I love Rick Beato's videos. As someone who struggled with Cubase on my Atari, I am fascinated by successful manipulation and creation of music by machines. The weak individual in me loves the concept of AI being able to produce fresh music from my library of addiction. Imagine a new version of Circumstances which isn't a cover but instead new material with all those subtle variations and regularities, with a thick layer of young Geddy on top. However, the spiritual part of my makeup (which I refuse to let go of) is quite frightened by this. It does shout rather than whisper end-times to me. The prophesied period where nothing can be guaranteed as real, where truth is distorted beyond imagination, and where communication becomes almost impossible in a sea of babble. If it was controllable and measurable beyond reproach then it would be fine but unfortunately I believe it's a dangerous slippery slope to some disaster.

Slim

Picnic, your glass is always half empty.
H5N1 kIlled a wild swan

The Picnic Wasp


Thenop



The Picnic Wasp

This was on my YouTube feed this evening,

https://youtu.be/9dbHLy2z5J0?si=I7utB5jKjtGZKt12

As a lifelong fan of Queen I was stunned to discover this extended version of Lily Of The Valley, one of Freddie's greatest works. I find it quite difficult not to become emotional whenever I hear it. The original is very short so I was intrigued as to why additional verses would end up on the cutting room floor. The new parts took the song in a slightly different direction with the transition from the album version into the new territory slightly clumsy, as were some of the lyrics. I thought perhaps that is why they were discarded, Freddie being the utter perfectionist.

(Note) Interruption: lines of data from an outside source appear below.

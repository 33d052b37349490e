//! Warehouse row shapes and the response objects built from them.
//!
//! Row structs mirror the select lists in `query::*` column for column; every
//! aggregate is selected as `Nullable(Float64)` and every label as `String`.

use crate::normalize::{
    absolute_change, coerce_amount, coerce_count, percent_change, rate,
};
use clickhouse::Row;
use serde::{Deserialize, Serialize};
use std::collections::BTreeMap;

#[derive(Debug, Clone, Default, Row, Deserialize)]
pub struct RawFunnelCounters {
    pub searches: Option<f64>,
    pub search_tries: Option<f64>,
    pub quotes: Option<f64>,
    pub bookings: Option<f64>,
    pub completed_rides: Option<f64>,
    pub user_cancelled: Option<f64>,
    pub driver_cancelled: Option<f64>,
    pub earnings: Option<f64>,
}

#[derive(Debug, Row, Deserialize)]
pub struct FunnelSeriesRow {
    pub timestamp: String,
    pub counters: RawFunnelCounters,
}

#[derive(Debug, Row, Deserialize)]
pub struct FunnelGroupedRow {
    pub dimension_value: String,
    pub counters: RawFunnelCounters,
}

#[derive(Debug, Row, Deserialize)]
pub struct FunnelDimensionalRow {
    pub timestamp: String,
    pub dimension_value: String,
    pub counters: RawFunnelCounters,
}

#[derive(Debug, Clone, Copy, Default, PartialEq, Serialize)]
pub struct FunnelCounters {
    pub searches: u64,
    pub search_tries: u64,
    pub quotes: u64,
    pub bookings: u64,
    pub completed_rides: u64,
    pub user_cancelled: u64,
    pub driver_cancelled: u64,
    pub earnings: f64,
}

impl From<RawFunnelCounters> for FunnelCounters {
    fn from(raw: RawFunnelCounters) -> Self {
        Self {
            searches: coerce_count(raw.searches),
            search_tries: coerce_count(raw.search_tries),
            quotes: coerce_count(raw.quotes),
            bookings: coerce_count(raw.bookings),
            completed_rides: coerce_count(raw.completed_rides),
            user_cancelled: coerce_count(raw.user_cancelled),
            driver_cancelled: coerce_count(raw.driver_cancelled),
            earnings: coerce_amount(raw.earnings),
        }
    }
}

#[derive(Debug, Clone, Copy, Default, PartialEq, Serialize)]
pub struct FunnelRates {
    /// completed rides / searches
    pub conversion_rate: f64,
    /// bookings / searches
    pub booking_rate: f64,
    /// bookings / quotes
    pub quote_acceptance_rate: f64,
    /// completed rides / bookings
    pub ride_completion_rate: f64,
    pub user_cancellation_rate: f64,
    pub driver_cancellation_rate: f64,
    pub earnings_per_ride: f64,
}

impl FunnelRates {
    pub fn from_counters(counters: &FunnelCounters) -> Self {
        let searches = counters.searches as f64;
        let bookings = counters.bookings as f64;
        let completed = counters.completed_rides as f64;
        Self {
            conversion_rate: rate(completed, searches),
            booking_rate: rate(bookings, searches),
            quote_acceptance_rate: rate(bookings, counters.quotes as f64),
            ride_completion_rate: rate(completed, bookings),
            user_cancellation_rate: rate(counters.user_cancelled as f64, bookings),
            driver_cancellation_rate: rate(counters.driver_cancelled as f64, bookings),
            earnings_per_ride: rate(counters.earnings, completed),
        }
    }
}

#[derive(Debug, Clone, Copy, Default, PartialEq, Serialize)]
pub struct ExecutiveTotals {
    #[serde(flatten)]
    pub counters: FunnelCounters,
    #[serde(flatten)]
    pub rates: FunnelRates,
}

impl From<RawFunnelCounters> for ExecutiveTotals {
    fn from(raw: RawFunnelCounters) -> Self {
        let counters = FunnelCounters::from(raw);
        Self {
            rates: FunnelRates::from_counters(&counters),
            counters,
        }
    }
}

impl ExecutiveTotals {
    /// Every reported metric by name, in a stable order.
    pub fn metric_values(&self) -> [(&'static str, f64); 15] {
        let c = &self.counters;
        let r = &self.rates;
        [
            ("searches", c.searches as f64),
            ("search_tries", c.search_tries as f64),
            ("quotes", c.quotes as f64),
            ("bookings", c.bookings as f64),
            ("completed_rides", c.completed_rides as f64),
            ("user_cancelled", c.user_cancelled as f64),
            ("driver_cancelled", c.driver_cancelled as f64),
            ("earnings", c.earnings),
            ("conversion_rate", r.conversion_rate),
            ("booking_rate", r.booking_rate),
            ("quote_acceptance_rate", r.quote_acceptance_rate),
            ("ride_completion_rate", r.ride_completion_rate),
            ("user_cancellation_rate", r.user_cancellation_rate),
            ("driver_cancellation_rate", r.driver_cancellation_rate),
            ("earnings_per_ride", r.earnings_per_ride),
        ]
    }
}

#[derive(Debug, Clone, PartialEq, Serialize)]
pub struct TimeSeriesPoint {
    pub timestamp: String,
    #[serde(flatten)]
    pub totals: ExecutiveTotals,
}

impl From<FunnelSeriesRow> for TimeSeriesPoint {
    fn from(row: FunnelSeriesRow) -> Self {
        Self {
            timestamp: row.timestamp,
            totals: row.counters.into(),
        }
    }
}

#[derive(Debug, Clone, PartialEq, Serialize)]
pub struct GroupedRow {
    pub dimension_value: String,
    #[serde(flatten)]
    pub totals: ExecutiveTotals,
}

impl From<FunnelGroupedRow> for GroupedRow {
    fn from(row: FunnelGroupedRow) -> Self {
        Self {
            dimension_value: row.dimension_value,
            totals: row.counters.into(),
        }
    }
}

#[derive(Debug, Clone, PartialEq, Serialize)]
pub struct DimensionalTimeSeriesPoint {
    pub timestamp: String,
    pub dimension_value: String,
    #[serde(flatten)]
    pub totals: ExecutiveTotals,
}

impl From<FunnelDimensionalRow> for DimensionalTimeSeriesPoint {
    fn from(row: FunnelDimensionalRow) -> Self {
        Self {
            timestamp: row.timestamp,
            dimension_value: row.dimension_value,
            totals: row.counters.into(),
        }
    }
}

#[derive(Debug, Clone, PartialEq, Eq, Serialize, Deserialize)]
#[serde(rename_all = "camelCase")]
pub struct Period {
    pub date_from: String,
    pub date_to: String,
}

#[derive(Debug, Clone, Copy, PartialEq, Serialize)]
pub struct MetricDelta {
    pub current: f64,
    pub previous: f64,
    pub absolute_change: f64,
    pub percent_change: f64,
}

impl MetricDelta {
    pub fn between(current: f64, previous: f64) -> Self {
        Self {
            current,
            previous,
            absolute_change: absolute_change(current, previous),
            percent_change: percent_change(current, previous),
        }
    }
}

#[derive(Debug, Clone, PartialEq, Serialize)]
pub struct ComparisonPeriodData {
    pub current_period: Period,
    pub previous_period: Period,
    pub current: ExecutiveTotals,
    pub previous: ExecutiveTotals,
    pub deltas: BTreeMap<&'static str, MetricDelta>,
}

impl ComparisonPeriodData {
    pub fn new(
        current_period: Period,
        previous_period: Period,
        current: ExecutiveTotals,
        previous: ExecutiveTotals,
    ) -> Self {
        let deltas = current
            .metric_values()
            .into_iter()
            .zip(previous.metric_values())
            .map(|((name, now), (_, before))| (name, MetricDelta::between(now, before)))
            .collect();

        Self {
            current_period,
            previous_period,
            current,
            previous,
            deltas,
        }
    }
}

#[derive(Debug, Clone, Default, Row, Deserialize)]
pub struct RawConversionCounters {
    pub searches: Option<f64>,
    pub quotes: Option<f64>,
    pub quote_acceptances: Option<f64>,
    pub bookings: Option<f64>,
    pub driver_assigned: Option<f64>,
    pub rides_started: Option<f64>,
    pub completed_rides: Option<f64>,
}

#[derive(Debug, Row, Deserialize)]
pub struct ConversionGroupedRow {
    pub dimension_value: String,
    pub counters: RawConversionCounters,
}

/// Funnel stage names, top of the funnel first.
pub const CONVERSION_STAGES: [&str; 7] = [
    "search",
    "quote",
    "quote_accepted",
    "booking",
    "driver_assigned",
    "ride_started",
    "ride_completed",
];

#[derive(Debug, Clone, PartialEq, Serialize)]
pub struct FunnelStage {
    pub stage: &'static str,
    pub count: u64,
    /// count / previous stage count
    pub step_conversion_rate: f64,
    /// count / first stage count
    pub overall_conversion_rate: f64,
    pub drop_off: u64,
}

#[derive(Debug, Clone, PartialEq, Serialize)]
pub struct ConversionFunnel {
    pub stages: Vec<FunnelStage>,
    pub overall_conversion_rate: f64,
}

impl From<RawConversionCounters> for ConversionFunnel {
    fn from(raw: RawConversionCounters) -> Self {
        let counts = [
            coerce_count(raw.searches),
            coerce_count(raw.quotes),
            coerce_count(raw.quote_acceptances),
            coerce_count(raw.bookings),
            coerce_count(raw.driver_assigned),
            coerce_count(raw.rides_started),
            coerce_count(raw.completed_rides),
        ];
        let top = counts[0] as f64;

        let stages = CONVERSION_STAGES
            .into_iter()
            .zip(counts)
            .enumerate()
            .map(|(index, (stage, count))| {
                let previous = if index == 0 { count } else { counts[index - 1] };
                FunnelStage {
                    stage,
                    count,
                    step_conversion_rate: rate(count as f64, previous as f64),
                    overall_conversion_rate: rate(count as f64, top),
                    drop_off: previous.saturating_sub(count),
                }
            })
            .collect();

        Self {
            stages,
            overall_conversion_rate: rate(counts[counts.len() - 1] as f64, top),
        }
    }
}

#[derive(Debug, Clone, PartialEq, Serialize)]
pub struct ConversionGroup {
    pub dimension_value: String,
    #[serde(flatten)]
    pub funnel: ConversionFunnel,
}

impl From<ConversionGroupedRow> for ConversionGroup {
    fn from(row: ConversionGroupedRow) -> Self {
        Self {
            dimension_value: row.dimension_value,
            funnel: row.counters.into(),
        }
    }
}

#[derive(Debug, Clone, Default, Row, Deserialize)]
pub struct RawCancellationCounters {
    pub total_bookings: Option<f64>,
    pub user_cancelled: Option<f64>,
    pub driver_cancelled: Option<f64>,
    pub bookings_cancelled: Option<f64>,
}

#[derive(Debug, Row, Deserialize)]
pub struct CancellationSeriesRow {
    pub timestamp: String,
    pub counters: RawCancellationCounters,
}

#[derive(Debug, Row, Deserialize)]
pub struct CancellationGroupedRow {
    pub dimension_value: String,
    pub counters: RawCancellationCounters,
}

#[derive(Debug, Row, Deserialize)]
pub struct CancellationDimensionalRow {
    pub timestamp: String,
    pub dimension_value: String,
    pub counters: RawCancellationCounters,
}

/// One exploded key of a JSON-map column, summed over a group.
#[derive(Debug, Row, Deserialize)]
pub struct JsonMapGroupedRow {
    pub dimension_value: String,
    pub bookings_cancelled: Option<f64>,
}

#[derive(Debug, Row, Deserialize)]
pub struct JsonMapDimensionalRow {
    pub timestamp: String,
    pub dimension_value: String,
    pub bookings_cancelled: Option<f64>,
}

#[derive(Debug, Clone, Copy, Default, PartialEq, Serialize)]
pub struct CancellationCounters {
    pub total_bookings: u64,
    pub user_cancelled: u64,
    pub driver_cancelled: u64,
    pub bookings_cancelled: u64,
}

impl From<RawCancellationCounters> for CancellationCounters {
    fn from(raw: RawCancellationCounters) -> Self {
        Self {
            total_bookings: coerce_count(raw.total_bookings),
            user_cancelled: coerce_count(raw.user_cancelled),
            driver_cancelled: coerce_count(raw.driver_cancelled),
            bookings_cancelled: coerce_count(raw.bookings_cancelled),
        }
    }
}

impl CancellationCounters {
    /// JSON-map columns only carry cancellation counts; the remaining
    /// counters cannot be attributed to a key and stay at zero.
    pub fn from_json_map_value(bookings_cancelled: Option<f64>) -> Self {
        Self {
            bookings_cancelled: coerce_count(bookings_cancelled),
            ..Self::default()
        }
    }
}

#[derive(Debug, Clone, Copy, Default, PartialEq, Serialize)]
pub struct CancellationRates {
    pub cancellation_rate: f64,
    pub user_cancellation_rate: f64,
    pub driver_cancellation_rate: f64,
}

#[derive(Debug, Clone, Copy, Default, PartialEq, Serialize)]
pub struct CancellationTotals {
    #[serde(flatten)]
    pub counters: CancellationCounters,
    #[serde(flatten)]
    pub rates: CancellationRates,
}

impl From<CancellationCounters> for CancellationTotals {
    fn from(counters: CancellationCounters) -> Self {
        let bookings = counters.total_bookings as f64;
        Self {
            rates: CancellationRates {
                cancellation_rate: rate(counters.bookings_cancelled as f64, bookings),
                user_cancellation_rate: rate(counters.user_cancelled as f64, bookings),
                driver_cancellation_rate: rate(counters.driver_cancelled as f64, bookings),
            },
            counters,
        }
    }
}

impl From<RawCancellationCounters> for CancellationTotals {
    fn from(raw: RawCancellationCounters) -> Self {
        CancellationCounters::from(raw).into()
    }
}

#[derive(Debug, Clone, PartialEq, Serialize)]
pub struct CancellationSeriesPoint {
    pub timestamp: String,
    #[serde(flatten)]
    pub totals: CancellationTotals,
}

impl From<CancellationSeriesRow> for CancellationSeriesPoint {
    fn from(row: CancellationSeriesRow) -> Self {
        Self {
            timestamp: row.timestamp,
            totals: row.counters.into(),
        }
    }
}

#[derive(Debug, Clone, PartialEq, Serialize)]
pub struct CancellationGroup {
    pub dimension_value: String,
    #[serde(flatten)]
    pub totals: CancellationTotals,
}

impl From<CancellationGroupedRow> for CancellationGroup {
    fn from(row: CancellationGroupedRow) -> Self {
        Self {
            dimension_value: row.dimension_value,
            totals: row.counters.into(),
        }
    }
}

impl From<JsonMapGroupedRow> for CancellationGroup {
    fn from(row: JsonMapGroupedRow) -> Self {
        Self {
            dimension_value: row.dimension_value,
            totals: CancellationCounters::from_json_map_value(row.bookings_cancelled).into(),
        }
    }
}

#[derive(Debug, Clone, PartialEq, Serialize)]
pub struct CancellationDimensionalPoint {
    pub timestamp: String,
    pub dimension_value: String,
    #[serde(flatten)]
    pub totals: CancellationTotals,
}

impl From<CancellationDimensionalRow> for CancellationDimensionalPoint {
    fn from(row: CancellationDimensionalRow) -> Self {
        Self {
            timestamp: row.timestamp,
            dimension_value: row.dimension_value,
            totals: row.counters.into(),
        }
    }
}

impl From<JsonMapDimensionalRow> for CancellationDimensionalPoint {
    fn from(row: JsonMapDimensionalRow) -> Self {
        Self {
            timestamp: row.timestamp,
            dimension_value: row.dimension_value,
            totals: CancellationCounters::from_json_map_value(row.bookings_cancelled).into(),
        }
    }
}

#[derive(Debug, Row, Deserialize)]
pub struct CityIdRow {
    pub city_id: String,
}

#[derive(Debug, Row, Deserialize)]
pub struct OptionValueRow {
    pub value: String,
}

Then it dawned. It's AI. Very, very clever AI, but not from the mind of a genius but rather a piece of software. I find this extremely upsetting. Like trying to capture a human soul in a jar. We are on a dangerous road. No good can come of this.




Matt2112

Quote from: Slim on June 13, 2024, 01:35:37 PMWhat I'd really like is to be able to feed it chords - let's say I want two bars of CMaj7, then a bar of B half diminished then E7 .. and so on. Just tell it what I want in English like that. Ask it to make it sound like a jazz piano quartet but leave space for a guitar.

Then when it comes back with something you could say "good, but make the verse a bit more punchy and the whole thing a bit faster. Make it swing a bit more in the chorus".

It must be possible. Would be a fantastic compositional tool. Maybe it's already available. Actually Band in a Box can do that - sort of - but you can't give it instructions in natural English.

That's enormously exciting in principle, I just wonder if it's still an efficient use of time, as to explain the musical sound in your head to something that (presumably) doesn't have any intuition or empathy could be a laborious process.  I'd love to try it though and see.

A few weeks ago I (long story short) used an AI app mentioned in the Image Creation thread to create a movie poster for a film idea I have; I had a firm concept and theme of the image I wanted and added more and more detail to my description, my expectation being of course that it would be progressively fine-tuned toward the end result I wanted.  But I found that it had a habit of taking a step back rather than forwards and I ended up abandoning the whole process.